First, let’s make clear that the Texas Freedom Network doesn’t oppose the right of parents to educate their children at home. Nor does TFN oppose the right of private organizations to invite whomever they wish to speak to members at their convention. And finally, we realize that people choose to home-school their children for many different reasons, religious and otherwise.
So with that out of the way, we do think it’s interesting to see that one of the most prominent home-school lobby groups in Texas has invited Ken Ham to be the featured speaker at its state convention Aug. 1-3 in The Woodlands near Houston. Ham, a young-Earth creationist from Australia, founded the Christian ministry Answers in Genesis. The organization seeks “to train others to develop a biblical worldview” and “to expose the bankruptcy of evolutionary ideas, and its bedfellow, a ‘millions of years old earth’ (and even older universe).”

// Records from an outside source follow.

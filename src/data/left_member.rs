//! Left-member snapshot repository.
//!
//! When a member with active grants leaves, their grant rows move into
//! `left_member_grant`; on rejoin each row is either moved back or discarded. Moves run
//! inside a transaction so a grant is never in both tables or in neither. Rows whose role
//! could not be re-added stay in the snapshot until the member rejoins again.

use chrono::{DateTime, Utc};
use sea_orm::{
    ActiveModelTrait, ActiveValue, ColumnTrait, DatabaseConnection, DbErr, EntityTrait,
    QueryFilter, QueryOrder, TransactionTrait,
};

use crate::{
    data::promotion_grant::insert_grant,
    model::promotion::{LeftMemberGrant, NewPromotionGrant, PromotionGrant},
};

pub struct LeftMemberRepository<'a> {
    db: &'a DatabaseConnection,
}

impl<'a> LeftMemberRepository<'a> {
    pub fn new(db: &'a DatabaseConnection) -> Self {
        Self { db }
    }

    /// Moves all of a member's active grants into the left-member snapshot.
    ///
    /// # Arguments
    /// - `guild_id` - Guild the member left
    /// - `user_id` - Member who left
    /// - `left_at` - When the member left
    ///
    /// # Returns
    /// - `Ok(Vec<PromotionGrant>)` - The grants that were moved (empty if none)
    /// - `Err(DbErr)` - Database error; the transaction is rolled back
    pub async fn snapshot_grants(
        &self,
        guild_id: u64,
        user_id: u64,
        left_at: DateTime<Utc>,
    ) -> Result<Vec<PromotionGrant>, DbErr> {
        let txn = self.db.begin().await?;

        let entities = entity::prelude::PromotionGrant::find()
            .filter(entity::promotion_grant::Column::GuildId.eq(guild_id.to_string()))
            .filter(entity::promotion_grant::Column::UserId.eq(user_id.to_string()))
            .order_by_asc(entity::promotion_grant::Column::StartTime)
            .all(&txn)
            .await?;

        let mut moved = Vec::with_capacity(entities.len());
        for grant in entities {
            entity::left_member_grant::ActiveModel {
                guild_id: ActiveValue::Set(grant.guild_id.clone()),
                user_id: ActiveValue::Set(grant.user_id.clone()),
                role_id: ActiveValue::Set(grant.role_id.clone()),
                reason: ActiveValue::Set(grant.reason.clone()),
                by_user_id: ActiveValue::Set(grant.by_user_id.clone()),
                start_time: ActiveValue::Set(grant.start_time),
                end_time: ActiveValue::Set(grant.end_time),
                duration: ActiveValue::Set(grant.duration.clone()),
                user_stats_snapshot: ActiveValue::Set(grant.user_stats_snapshot.clone()),
                left_at: ActiveValue::Set(left_at),
                ..Default::default()
            }
            .insert(&txn)
            .await?;

            entity::prelude::PromotionGrant::delete_by_id(grant.id)
                .exec(&txn)
                .await?;

            moved.push(PromotionGrant::from_entity(grant)?);
        }

        txn.commit().await?;

        Ok(moved)
    }

    /// Reads a member's snapshot without removing it.
    pub async fn get(&self, guild_id: u64, user_id: u64) -> Result<Vec<LeftMemberGrant>, DbErr> {
        entity::prelude::LeftMemberGrant::find()
            .filter(entity::left_member_grant::Column::GuildId.eq(guild_id.to_string()))
            .filter(entity::left_member_grant::Column::UserId.eq(user_id.to_string()))
            .order_by_asc(entity::left_member_grant::Column::StartTime)
            .all(self.db)
            .await?
            .into_iter()
            .map(LeftMemberGrant::from_entity)
            .collect()
    }

    /// Moves one snapshotted grant back into the active grants.
    ///
    /// # Returns
    /// - `Ok(PromotionGrant)` - The re-inserted grant, with its original start and end times
    /// - `Err(DbErr)` - Database error; the transaction is rolled back and the row stays
    pub async fn restore(&self, left: &LeftMemberGrant) -> Result<PromotionGrant, DbErr> {
        let txn = self.db.begin().await?;

        let grant = insert_grant(&txn, NewPromotionGrant::from(left)).await?;
        entity::prelude::LeftMemberGrant::delete_by_id(left.id)
            .exec(&txn)
            .await?;

        txn.commit().await?;

        Ok(grant)
    }

    /// Deletes one snapshotted grant without restoring it.
    pub async fn discard(&self, id: i32) -> Result<(), DbErr> {
        entity::prelude::LeftMemberGrant::delete_by_id(id)
            .exec(self.db)
            .await?;

        Ok(())
    }
}
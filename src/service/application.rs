//! Admin application pipeline.
//!
//! Any member can nominate a candidate for an admin role. The nomination is stored with a
//! snapshot of the candidate's activity and posted for review; approving it grants a
//! permanent promotion through `PromotionService`, rejecting it puts the candidate on a
//! cooldown before they can be nominated again.

use chrono::{DateTime, TimeDelta, Utc};
use rand::Rng;
use sea_orm::DatabaseConnection;
use serenity::all::{CreateEmbed, CreateEmbedFooter, CreateMessage, Timestamp};
use std::sync::Arc;

use crate::{
    data::{
        AdminApplicationRepository, ApplicationCooldownRepository, GuildSettingsRepository,
        PromotionBanRepository,
    },
    error::{promotion::PromotionError, AppError},
    model::{
        application::{AdminApplication, ApplicationCooldown, APPLICATION_ID_LENGTH, APPROVAL_REASON},
        duration::PromotionDuration,
        promotion::{CreatePromotionParam, PromotionGrant},
    },
    service::{
        discord::DiscordGateway, guard::RoleChangeGuard, promotion::PromotionService,
        stats::StatsService,
    },
    util::time::discord_relative,
};

const COLOR_PENDING: u32 = 0x3498db;

pub struct AdminApplicationService<'a> {
    db: &'a DatabaseConnection,
    discord: Arc<dyn DiscordGateway>,
    guard: RoleChangeGuard,
}

impl<'a> AdminApplicationService<'a> {
    /// Creates a new AdminApplicationService instance.
    ///
    /// The gateway and guard are handed on to `PromotionService` when an application is
    /// approved.
    pub fn new(
        db: &'a DatabaseConnection,
        discord: Arc<dyn DiscordGateway>,
        guard: RoleChangeGuard,
    ) -> Self {
        Self { db, discord, guard }
    }

    /// Nominates a candidate for an admin role.
    ///
    /// # Arguments
    /// - `guild_id` - Guild the nomination is for
    /// - `candidate_id` - Member being nominated
    /// - `requester_id` - Member making the nomination
    ///
    /// # Returns
    /// - `Ok(AdminApplication)` - The stored application
    /// - `Err(AppError::PromotionErr)` - Candidate is missing, a bot, on cooldown, already
    ///   nominated or banned from promotions
    /// - `Err(AppError::DiscordErr)` - Failed to look the candidate up
    /// - `Err(AppError::DbErr)` - Database error
    pub async fn submit(
        &self,
        guild_id: u64,
        candidate_id: u64,
        requester_id: u64,
    ) -> Result<AdminApplication, AppError> {
        let candidate = self
            .discord
            .member(guild_id, candidate_id)
            .await?
            .ok_or(PromotionError::MemberNotFound)?;

        if candidate.is_bot {
            return Err(PromotionError::CandidateIsBot.into());
        }

        let now = Utc::now();
        if let Some(cooldown) = ApplicationCooldownRepository::new(self.db)
            .find_active(guild_id, candidate_id, now)
            .await?
        {
            return Err(PromotionError::CandidateOnCooldown(cooldown.until.timestamp()).into());
        }

        let application_repo = AdminApplicationRepository::new(self.db);
        if application_repo
            .find_by_candidate(guild_id, candidate_id)
            .await?
            .is_some()
        {
            return Err(PromotionError::ApplicationPending.into());
        }

        if PromotionBanRepository::new(self.db)
            .find_active(guild_id, candidate_id, now)
            .await?
            .is_some()
        {
            return Err(PromotionError::TargetBanned.into());
        }

        let stats = StatsService::new(self.db)
            .snapshot(guild_id, candidate_id)
            .await?;

        let mut id = generate_application_id();
        while application_repo.find_by_id(&id).await?.is_some() {
            id = generate_application_id();
        }

        let application = application_repo
            .create(&id, guild_id, candidate_id, requester_id, &stats)
            .await?;

        tracing::info!(
            "User {} nominated user {} for admin in guild {} (application {})",
            requester_id,
            candidate_id,
            guild_id,
            application.id
        );

        Ok(application)
    }

    /// Posts the review message of a freshly submitted application and records where it is.
    ///
    /// Reviewers can only decide an application through its message, so when posting fails
    /// the application is withdrawn and the candidate can be nominated again right away.
    ///
    /// # Returns
    /// - `Ok(u64)` - Id of the posted review message
    /// - `Err(AppError::DiscordErr)` - Posting failed; the application was deleted
    /// - `Err(AppError::DbErr)` - Database error
    pub async fn post_for_review(
        &self,
        application: &AdminApplication,
        channel_id: u64,
        review: CreateMessage,
    ) -> Result<u64, AppError> {
        let application_repo = AdminApplicationRepository::new(self.db);

        let message_id = match self.discord.send_message(channel_id, review).await {
            Ok(message_id) => message_id,
            Err(e) => {
                tracing::warn!(
                    "Failed to post application {} to channel {}, withdrawing it: {}",
                    application.id,
                    channel_id,
                    e
                );
                application_repo.delete(&application.id).await?;
                return Err(e);
            }
        };

        application_repo
            .set_message(&application.id, channel_id, message_id)
            .await?;

        Ok(message_id)
    }

    pub async fn find(&self, id: &str) -> Result<Option<AdminApplication>, AppError> {
        Ok(AdminApplicationRepository::new(self.db).find_by_id(id).await?)
    }

    /// Approves an application by permanently granting the chosen role.
    ///
    /// The application is deleted only after the grant succeeds, so a failed approval can
    /// be retried.
    ///
    /// # Returns
    /// - `Ok((AdminApplication, PromotionGrant))` - The approved application and new grant
    /// - `Err(AppError::PromotionErr(ApplicationNotFound))` - Already decided or never existed
    /// - `Err(AppError::PromotionErr)` - The promotion itself was rejected
    pub async fn approve(
        &self,
        id: &str,
        role_id: u64,
        approver_id: u64,
    ) -> Result<(AdminApplication, PromotionGrant), AppError> {
        let application_repo = AdminApplicationRepository::new(self.db);
        let application = application_repo
            .find_by_id(id)
            .await?
            .ok_or(PromotionError::ApplicationNotFound)?;

        let grant = PromotionService::new(self.db, self.discord.clone(), self.guard.clone())
            .create_promotion(CreatePromotionParam {
                guild_id: application.guild_id,
                target_id: application.candidate_id,
                role_id,
                granter_id: approver_id,
                duration: PromotionDuration::Permanent,
                reason: APPROVAL_REASON.to_string(),
            })
            .await?;

        application_repo.delete(id).await?;

        tracing::info!(
            "Application {} approved by user {} with role {}",
            id,
            approver_id,
            role_id
        );

        Ok((application, grant))
    }

    /// Rejects an application and puts the candidate on cooldown.
    ///
    /// The cooldown length comes from the guild's settings. The candidate is told by DM;
    /// a failed DM is only logged.
    ///
    /// # Returns
    /// - `Ok((AdminApplication, ApplicationCooldown))` - The rejected application and cooldown
    /// - `Err(AppError::PromotionErr(ApplicationNotFound))` - Already decided or never existed
    /// - `Err(AppError::DbErr)` - Database error
    pub async fn reject(
        &self,
        id: &str,
        rejecter_id: u64,
        reason: &str,
    ) -> Result<(AdminApplication, ApplicationCooldown), AppError> {
        let application_repo = AdminApplicationRepository::new(self.db);
        let application = application_repo
            .find_by_id(id)
            .await?
            .ok_or(PromotionError::ApplicationNotFound)?;

        if !application_repo.delete(id).await? {
            return Err(PromotionError::ApplicationNotFound.into());
        }

        let settings = GuildSettingsRepository::new(self.db)
            .get(application.guild_id)
            .await?;
        let until = Utc::now() + TimeDelta::hours(settings.application_cooldown_hours as i64);

        let cooldown = ApplicationCooldownRepository::new(self.db)
            .upsert(
                application.guild_id,
                application.candidate_id,
                rejecter_id,
                reason,
                until,
            )
            .await?;

        tracing::info!(
            "Application {} rejected by user {}; candidate {} on cooldown until {}",
            id,
            rejecter_id,
            application.candidate_id,
            until
        );

        let message = CreateMessage::new().embed(rejection_dm_embed(&cooldown));
        if let Err(e) = self
            .discord
            .send_dm(application.candidate_id, message)
            .await
        {
            tracing::warn!(
                "Failed to DM rejected candidate {}: {}",
                application.candidate_id,
                e
            );
        }

        Ok((application, cooldown))
    }

    /// Deletes cooldowns that have run out.
    pub async fn clear_expired_cooldowns(&self, now: DateTime<Utc>) -> Result<u64, AppError> {
        let cleared = ApplicationCooldownRepository::new(self.db)
            .delete_expired(now)
            .await?;

        if cleared > 0 {
            tracing::info!("Cleared {} expired application cooldown(s)", cleared);
        }

        Ok(cleared)
    }
}

/// Generates a random alphanumeric application id.
fn generate_application_id() -> String {
    const CHARSET: &[u8] = b"ABCDEFGHIJKLMNOPQRSTUVWXYZ\
                             abcdefghijklmnopqrstuvwxyz\
                             0123456789";

    let mut rng = rand::rng();

    (0..APPLICATION_ID_LENGTH)
        .map(|_| {
            let idx = rng.random_range(0..CHARSET.len());
            CHARSET[idx] as char
        })
        .collect()
}

/// Review embed for a pending application.
pub fn application_embed(application: &AdminApplication) -> CreateEmbed {
    let stats = application
        .user_stats_snapshot
        .as_ref()
        .map(|s| s.summary())
        .unwrap_or_else(|| "No activity recorded".to_string());

    CreateEmbed::new()
        .title("Admin application")
        .color(COLOR_PENDING)
        .description(format!(
            "<@{}> was nominated by <@{}> {}.",
            application.candidate_id,
            application.requester_id,
            discord_relative(application.created_at)
        ))
        .field("Activity", stats, false)
        .footer(CreateEmbedFooter::new(format!("Application {}", application.id)))
        .timestamp(Timestamp::from(application.created_at))
}

fn rejection_dm_embed(cooldown: &ApplicationCooldown) -> CreateEmbed {
    let mut embed = CreateEmbed::new()
        .title("Admin application rejected")
        .color(0xe74c3c)
        .description(format!(
            "Your nomination was not accepted. You can be nominated again {}.",
            discord_relative(cooldown.until)
        ));

    if !cooldown.reason.trim().is_empty() {
        embed = embed.field("Reason", &cooldown.reason, false);
    }

    embed
}
use sea_orm::entity::prelude::*;

#[derive(Clone, Debug, PartialEq, Eq, DeriveEntityModel)]
#[sea_orm(table_name = "promotion_admin_role")]
pub struct Model {
    #[sea_orm(primary_key)]
    pub id: i32,
    pub guild_id: String,
    pub role_id: String,
}

#[derive(Copy, Clone, Debug, EnumIter, DeriveRelation)]
pub enum Relation {}

impl ActiveModelBehavior for ActiveModel {}
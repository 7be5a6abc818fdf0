use sea_orm_migration::{prelude::*, schema::*};

#[derive(DeriveMigrationName)]
pub struct Migration;

#[async_trait::async_trait]
impl MigrationTrait for Migration {
    async fn up(&self, manager: &SchemaManager) -> Result<(), DbErr> {
        manager
            .create_table(
                Table::create()
                    .table(AdminApplication::Table)
                    .if_not_exists()
                    .col(string(AdminApplication::Id).primary_key())
                    .col(string(AdminApplication::GuildId))
                    .col(string(AdminApplication::CandidateId))
                    .col(string(AdminApplication::RequesterId))
                    .col(
                        timestamp(AdminApplication::CreatedAt)
                            .default(Expr::current_timestamp())
                            .not_null(),
                    )
                    .col(text_null(AdminApplication::UserStatsSnapshot))
                    .col(string_null(AdminApplication::ChannelId))
                    .col(string_null(AdminApplication::MessageId))
                    .to_owned(),
            )
            .await
    }

    async fn down(&self, manager: &SchemaManager) -> Result<(), DbErr> {
        manager
            .drop_table(Table::drop().table(AdminApplication::Table).to_owned())
            .await
    }
}

#[derive(DeriveIden)]
pub enum AdminApplication {
    Table,
    Id,
    GuildId,
    CandidateId,
    RequesterId,
    CreatedAt,
    UserStatsSnapshot,
    ChannelId,
    MessageId,
}
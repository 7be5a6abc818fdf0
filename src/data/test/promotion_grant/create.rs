use super::*;

fn new_grant(duration: PromotionDuration) -> NewPromotionGrant {
    let start = Utc::now();
    NewPromotionGrant {
        guild_id: 1,
        user_id: 2,
        role_id: 3,
        reason: "Trusted helper".to_string(),
        by_user_id: 4,
        start_time: start,
        end_time: duration.end_time(start),
        duration,
        user_stats_snapshot: None,
    }
}

/// Tests creating a timed grant.
///
/// Verifies that the stored grant keeps its ids, canonical duration label and end time.
///
/// Expected: Ok with grant persisted
#[tokio::test]
async fn creates_timed_grant() -> Result<(), DbErr> {
    let test = TestBuilder::new().with_promotion_tables().build().await.unwrap();
    let db = test.db.as_ref().unwrap();

    let param = new_grant(PromotionDuration::Timed(TimeDelta::days(7)));
    let expected_end = param.end_time;

    let repo = PromotionGrantRepository::new(db);
    let grant = repo.create(param).await?;

    assert_eq!(grant.guild_id, 1);
    assert_eq!(grant.user_id, 2);
    assert_eq!(grant.role_id, 3);
    assert_eq!(grant.end_time, expected_end);

    let stored = entity::prelude::PromotionGrant::find_by_id(grant.id)
        .one(db)
        .await?
        .unwrap();
    assert_eq!(stored.duration, "7d");
    assert_eq!(stored.status, "active");

    Ok(())
}

/// Tests creating a permanent grant.
///
/// Verifies that permanent grants are stored without an end time.
///
/// Expected: Ok with end_time None
#[tokio::test]
async fn creates_permanent_grant_without_end_time() -> Result<(), DbErr> {
    let test = TestBuilder::new().with_promotion_tables().build().await.unwrap();
    let db = test.db.as_ref().unwrap();

    let repo = PromotionGrantRepository::new(db);
    let grant = repo.create(new_grant(PromotionDuration::Permanent)).await?;

    assert_eq!(grant.duration, PromotionDuration::Permanent);
    assert!(grant.end_time.is_none());

    Ok(())
}

/// Tests that the stats snapshot is stored with the grant.
///
/// Expected: Ok with the same snapshot read back
#[tokio::test]
async fn stores_stats_snapshot() -> Result<(), DbErr> {
    let test = TestBuilder::new().with_promotion_tables().build().await.unwrap();
    let db = test.db.as_ref().unwrap();

    let stats = UserStats {
        messages: 42,
        ..Default::default()
    };
    let mut param = new_grant(PromotionDuration::Permanent);
    param.user_stats_snapshot = Some(stats.clone());

    let repo = PromotionGrantRepository::new(db);
    let grant = repo.create(param).await?;
    let found = repo.find_by_id(grant.id).await?.unwrap();

    assert_eq!(found.user_stats_snapshot, Some(stats));

    Ok(())
}
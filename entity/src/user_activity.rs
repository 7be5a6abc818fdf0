use sea_orm::entity::prelude::*;

#[derive(Clone, Debug, PartialEq, Eq, DeriveEntityModel)]
#[sea_orm(table_name = "user_activity")]
pub struct Model {
    #[sea_orm(primary_key)]
    pub id: i32,
    pub guild_id: String,
    pub user_id: String,
    pub messages: i64,
    pub voice_minutes: i64,
    pub reactions: i64,
    pub updated_at: DateTimeUtc,
}

#[derive(Copy, Clone, Debug, EnumIter, DeriveRelation)]
pub enum Relation {}

impl ActiveModelBehavior for ActiveModel {}
use super::*;

/// Tests finding a member's pending application.
///
/// Verifies that decided applications and other responsibilities are ignored.
///
/// Expected: Ok(Some) only for the pending application
#[tokio::test]
async fn finds_only_pending_application() -> Result<(), DbErr> {
    let test = TestBuilder::new().with_responsibility_tables().build().await.unwrap();
    let db = test.db.as_ref().unwrap();

    let first = factory::create_responsibility(db, "1").await?;
    let second = factory::create_responsibility(db, "1").await?;
    let pending = factory::create_apply_request(db, "1", first.id, "10").await?;
    let decided = factory::create_apply_request(db, "1", second.id, "10").await?;

    let repo = ResponsibilityRequestRepository::new(db);
    repo.decide(decided.id, RequestStatus::Rejected, 99).await?;

    assert_eq!(
        repo.find_pending_application(first.id, 10).await?.map(|r| r.id),
        Some(pending.id)
    );
    assert!(repo.find_pending_application(second.id, 10).await?.is_none());
    assert!(repo.find_pending_application(first.id, 11).await?.is_none());

    Ok(())
}
use sea_orm::entity::prelude::*;

#[derive(Clone, Debug, PartialEq, Eq, DeriveEntityModel)]
#[sea_orm(table_name = "admin_application")]
pub struct Model {
    #[sea_orm(primary_key, auto_increment = false)]
    pub id: String,
    pub guild_id: String,
    pub candidate_id: String,
    pub requester_id: String,
    pub created_at: DateTimeUtc,
    pub user_stats_snapshot: Option<String>,
    pub channel_id: Option<String>,
    pub message_id: Option<String>,
}

#[derive(Copy, Clone, Debug, EnumIter, DeriveRelation)]
pub enum Relation {}

impl ActiveModelBehavior for ActiveModel {}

Check out this video of Ham attacking Bill Nye (“Bill Nye the Science Guy”), a science educator, engineer, comedian and popular television host. Nye has strongly criticized teaching creationism as science:
“If you want to deny evolution and live in your world that’s completely inconsistent with everything we observe in the universe, that’s fine. But don’t make your kids do it. Because we need them. We need scientifically literate voters and taxpayers for the future. We need engineers that can build stuff, solve problems.”
In his video (link above), Ham says this (and more) about Nye:
“Bill Nye also has an agenda to teach children not to believe in God, to teach them they are a result of evolutionary processes, that they came from slime over millions of years. In fact, Bill Nye really doesn’t understand science.”
So that’s who will be speaking at the Texas Home School Coalition’s convention. Of course, this isn’t too surprising. The organization and its leader, Tim Lambert, are prominent fixtures on the religious right in Texas. Sadly, their anti-science agenda will undermine the education of many home-schooled children.
Ironically, the Texas Home School Coalition’s convention will be occurring in the middle of a months-long debate at the Texas State Board of Education over what textbooks and other instructional materials should be used in the state’s public school science classrooms. The state board will take a final vote on those science materials in November. Stay tuned.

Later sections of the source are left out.